The collaborative project ACCESS (Advanced E Band Satellite Link Studies) realised the record data transmission between Cologne and Wachtberg, two towns about 37 Km apart. Located in the 45-story Uni-Centre in Cologne and the site of the Space Observation Radar TIRA at the Fraunhofer Institute for High Frequency Physics and Radar Techniques FHR in Wachtberg, data transmission took place in the 71-76 GHz range in the E band. High powered
Through efficient transmitters and receivers, the high effective bandwidths are available only in this frequency range of millimetre waves. Only here can the enormous data rates be realised.
Another matter for consideration is the weakening of the signals over larger distances. Highly powerful transmission requires the amplifiers to be correspondingly efficient. The efficient transmitters and receivers in the form of fully monolithic microwave integrated wave circuits (MMICs) are the key to such high speed data transmission.

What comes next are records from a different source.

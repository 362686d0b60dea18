use ratatui::Frame;
use ratatui::layout::Rect;
use ratatui::style::{Color, Modifier, Style, Stylize};
use ratatui::text::{Line, Span};
use ratatui::widgets::Paragraph;
use unicode_width::UnicodeWidthStr;

use super::chrome::draw_status_line;
use super::layout::split_search_layout;
use super::view::{MenuChipView, SearchView};

pub fn draw_search(frame: &mut Frame<'_>, area: Rect, view: &SearchView) {
    if area.width == 0 || area.height < 6 {
        return;
    }
    let layout = split_search_layout(area);

    frame.render_widget(
        Paragraph::new(Line::from(Span::styled(
            view.title.clone(),
            Style::default().add_modifier(Modifier::BOLD),
        ))),
        layout.title,
    );

    let input_line = build_input_line(
        &view.input,
        view.cursor,
        view.caret_visible,
        layout.input.width as usize,
    );
    frame.render_widget(Paragraph::new(input_line), layout.input);

    frame.render_widget(
        Paragraph::new("─".repeat(layout.separator.width as usize))
            .style(Style::default().fg(Color::DarkGray)),
        layout.separator,
    );

    frame.render_widget(Paragraph::new(build_menu_line(&view.chips)), layout.menu);

    let list_width = layout.list.width as usize;
    let max_rows = layout.list.height as usize;
    let mut lines = Vec::with_capacity(max_rows);
    if !view.rows.is_empty() && max_rows > 0 {
        let selected = view.selected.min(view.rows.len() - 1);
        let start = if view.rows.len() <= max_rows || selected < max_rows / 2 {
            0
        } else if selected >= view.rows.len() - max_rows / 2 {
            view.rows.len() - max_rows
        } else {
            selected - max_rows / 2
        };

        for (idx, row) in view.rows.iter().enumerate().skip(start).take(max_rows) {
            let is_selected = idx == selected;
            let mut spans = Vec::new();
            if is_selected {
                spans.push(Span::styled(" ┃ ", Style::default().fg(Color::White)));
            } else {
                spans.push(Span::raw("   "));
            }
            let mut used = 3 + row.headword.width();
            spans.push(Span::raw(row.headword.clone()));
            if let Some(detail) = &row.detail {
                spans.push(Span::raw("  "));
                spans.push(Span::styled(
                    detail.clone(),
                    Style::default().fg(Color::DarkGray),
                ));
                used += 2 + detail.width();
            }

            let line_style = if is_selected {
                // Pad so the highlight covers the whole row.
                spans.push(Span::raw(" ".repeat(list_width.saturating_sub(used))));
                Style::default().bg(Color::Rgb(45, 45, 50))
            } else {
                Style::default()
            };
            lines.push(Line::from(spans).style(line_style));
        }
    }
    frame.render_widget(Paragraph::new(lines), layout.list);

    draw_status_line(frame, layout.status, &view.status);
}

fn build_menu_line(chips: &[MenuChipView]) -> Line<'static> {
    let mut spans = Vec::new();
    for chip in chips {
        if !spans.is_empty() {
            spans.push(Span::raw(" "));
        }
        spans.push(Span::styled(
            chip.key.clone(),
            Style::default().fg(Color::DarkGray),
        ));
        match (&chip.code, chip.emphasized) {
            (Some(code), true) => {
                spans.push(Span::styled(
                    format!(" {code} "),
                    Style::default()
                        .fg(Color::Black)
                        .bg(Color::Cyan)
                        .add_modifier(Modifier::BOLD),
                ));
            }
            _ => spans.push(Span::raw(format!(" {}", chip.label))),
        }
    }
    Line::from(spans)
}

pub(crate) fn build_input_line(
    input: &str,
    cursor: usize,
    caret_visible: bool,
    width: usize,
) -> Line<'static> {
    let prefix_width = 3;
    let max_text_width = width.saturating_sub(prefix_width);

    let chars: Vec<char> = input.chars().collect();
    let char_count = chars.len();
    let cursor = cursor.min(char_count);

    let start = if max_text_width == 0 {
        char_count
    } else if cursor >= max_text_width {
        (cursor + 1 - max_text_width).min(char_count)
    } else {
        0
    };

    let text_width = max_text_width.max(1);
    let end = (start + text_width).min(char_count);
    let mut visible: Vec<char> = chars[start..end].to_vec();
    if visible.len() < text_width {
        visible.extend(std::iter::repeat_n(' ', text_width - visible.len()));
    }
    // No room for text leaves `start` at the end, past the caret.
    let caret_idx = cursor.saturating_sub(start).min(text_width - 1);

    let mut spans = vec![
        Span::raw(" "),
        Span::styled("> ", Style::default().fg(Color::White)),
    ];
    for (idx, ch) in visible.into_iter().enumerate() {
        if caret_visible && idx == caret_idx {
            spans.push(Span::styled(ch.to_string(), Style::default().reversed()));
        } else {
            spans.push(Span::raw(ch.to_string()));
        }
    }
    Line::from(spans)
}
use crate::model::LanguageCode;

/// Resolves the languages a dictionary can be searched in.
pub trait LanguageCatalog {
    /// Human-readable name. Unknown codes fall back to the code itself.
    fn language_name(&self, code: &LanguageCode) -> String;

    /// Languages in catalog order.
    fn languages(&self) -> Vec<LanguageCode>;
}

/// Fixed list of `(code, name)` pairs.
#[derive(Debug, Clone, Default, PartialEq, Eq)]
pub struct StaticCatalog {
    entries: Vec<(LanguageCode, String)>,
}

impl StaticCatalog {
    pub fn new<I, C, N>(entries: I) -> Self
    where
        I: IntoIterator<Item = (C, N)>,
        C: Into<String>,
        N: Into<String>,
    {
        Self {
            entries: entries
                .into_iter()
                .map(|(code, name)| (LanguageCode::new(code), name.into()))
                .collect(),
        }
    }

    pub fn from_codes<'a>(codes: impl IntoIterator<Item = &'a str>) -> Self {
        Self::new(codes.into_iter().map(|code| (code, code)))
    }
}

impl LanguageCatalog for StaticCatalog {
    fn language_name(&self, code: &LanguageCode) -> String {
        self.entries
            .iter()
            .find(|(entry, _)| entry == code)
            .map(|(_, name)| name.clone())
            .unwrap_or_else(|| code.to_string())
    }

    fn languages(&self) -> Vec<LanguageCode> {
        self.entries.iter().map(|(code, _)| code.clone()).collect()
    }
}

#[cfg(test)]
mod tests {
    use crate::model::LanguageCode;

    use super::{LanguageCatalog, StaticCatalog};

    #[test]
    fn static_catalog_keeps_order_and_falls_back_to_code() {
        let catalog = StaticCatalog::new([("en", "English"), ("fr", "French")]);
        assert_eq!(
            catalog.languages(),
            vec![LanguageCode::from("en"), LanguageCode::from("fr")]
        );
        assert_eq!(catalog.language_name(&LanguageCode::from("fr")), "French");
        assert_eq!(catalog.language_name(&LanguageCode::from("xx")), "xx");
    }
}
pub mod controller;
pub mod engine;
pub mod results;
pub mod session;

pub use controller::{ControllerState, SearchController};
pub use engine::{EngineOptions, FilterEngine, FilterEvent, FilterService, FilterTicket, SessionId};
pub use results::ResultList;
pub use session::SearchSession;

use std::cell::RefCell;
use std::rc::Rc;
use std::sync::Arc;

use crate::capability::ActionCapability;
use crate::config::Config;
use crate::dictionary::{DictionaryFilter, MemoryDictionary};
use crate::error::AppResult;
use crate::model::LanguageCode;
use crate::search::{FilterEvent, FilterService, FilterTicket, SessionId};

use super::core::App;

/// Filters on the calling thread and queues the completion for the next drain.
pub(super) struct InlineFilter {
    dictionary: Arc<MemoryDictionary>,
    next_session: SessionId,
    next_generation: u64,
    events: Vec<FilterEvent>,
    closed: Rc<RefCell<Vec<SessionId>>>,
}

impl FilterService for InlineFilter {
    fn open_session(&mut self) -> SessionId {
        self.next_session += 1;
        self.next_session
    }

    fn submit(
        &mut self,
        session: SessionId,
        language: &LanguageCode,
        query: &str,
    ) -> AppResult<FilterTicket> {
        self.next_generation += 1;
        let ticket = FilterTicket {
            session,
            generation: self.next_generation,
        };
        let event = match self.dictionary.filter(language, query) {
            Ok(results) => FilterEvent::Completed {
                ticket,
                results: results.into(),
            },
            Err(err) => FilterEvent::Failed {
                ticket,
                message: err.to_string(),
            },
        };
        self.events.push(event);
        Ok(ticket)
    }

    fn close_session(&mut self, session: SessionId) {
        self.events.retain(|event| event.ticket().session != session);
        self.closed.borrow_mut().push(session);
    }

    fn drain_events(&mut self) -> Vec<FilterEvent> {
        std::mem::take(&mut self.events)
    }
}

pub(super) struct Harness {
    pub app: App,
    pub closed: Rc<RefCell<Vec<SessionId>>>,
}

pub(super) fn harness(language: &str, query: Option<&str>) -> Harness {
    let dictionary = Arc::new(MemoryDictionary::sample().expect("sample dictionary should load"));
    let closed = Rc::new(RefCell::new(Vec::new()));
    let filter = InlineFilter {
        dictionary: Arc::clone(&dictionary),
        next_session: 0,
        next_generation: 0,
        events: Vec::new(),
        closed: Rc::clone(&closed),
    };
    let app = App::new(
        Config::default(),
        dictionary,
        Box::new(filter),
        Arc::new(ActionCapability::fixed(true)),
        Some(LanguageCode::new(language)),
        query,
    )
    .expect("app should open");
    Harness { app, closed }
}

ACCESS was finished on 30 April  and is being continued in the follow-up project ELIPSE (E Band Link Platform and Test for Satellite Communication). The aim now is the next generation of communication Âsystems for faster connection of satellites. Another application also is the terrestrial fixed wireless links.
The transmission of high quantities of data by radio over large distances serves a number of important application areas: the next generation of satellite communication requires an ever-increasing data offload down to earth. Connectivity to rural areas and remote regions with fast Internet is also a possibility.
About 250 internet connections can be supplied with 24 Mbps ADSL. Terrestrial radio transmissions in E-band are suitable as a cost-effective replacement for deployment of optical fibre or as ad-hoc networks in the case of crises and catastrophe, and for connecting base stations in the backhaul of mobile communication systems.
Modern developments such as the Internet of Things and Industry 4.0 demand unprecedented data transfer speeds. The processing and transmission in cloud-based services is already taking the communication infrastructure to its limits. In satellite communication, the progress in earth observation and space research along with the plans for a planet-scale satellite network are leading to yet unsolved challenges for the communication infrastructure.